_Exercise goal_
Would you please copy every line from the records that contains the word "corral"?

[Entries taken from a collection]
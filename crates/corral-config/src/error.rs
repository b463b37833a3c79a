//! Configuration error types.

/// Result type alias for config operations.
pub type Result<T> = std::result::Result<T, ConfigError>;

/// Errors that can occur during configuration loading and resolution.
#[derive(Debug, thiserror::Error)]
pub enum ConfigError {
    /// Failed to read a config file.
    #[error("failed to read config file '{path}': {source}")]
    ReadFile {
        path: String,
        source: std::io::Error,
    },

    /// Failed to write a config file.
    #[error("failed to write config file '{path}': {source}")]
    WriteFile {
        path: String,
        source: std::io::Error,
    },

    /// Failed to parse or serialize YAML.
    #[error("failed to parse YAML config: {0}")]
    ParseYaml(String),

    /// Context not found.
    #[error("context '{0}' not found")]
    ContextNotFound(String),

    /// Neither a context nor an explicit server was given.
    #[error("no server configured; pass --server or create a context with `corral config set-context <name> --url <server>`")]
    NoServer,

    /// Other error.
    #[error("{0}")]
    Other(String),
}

_Response area_
filename crates/corral-config/src/error.rs
    #[error("no server configured; pass --server or create a context with `corral config set-context <name> --url <server>`")]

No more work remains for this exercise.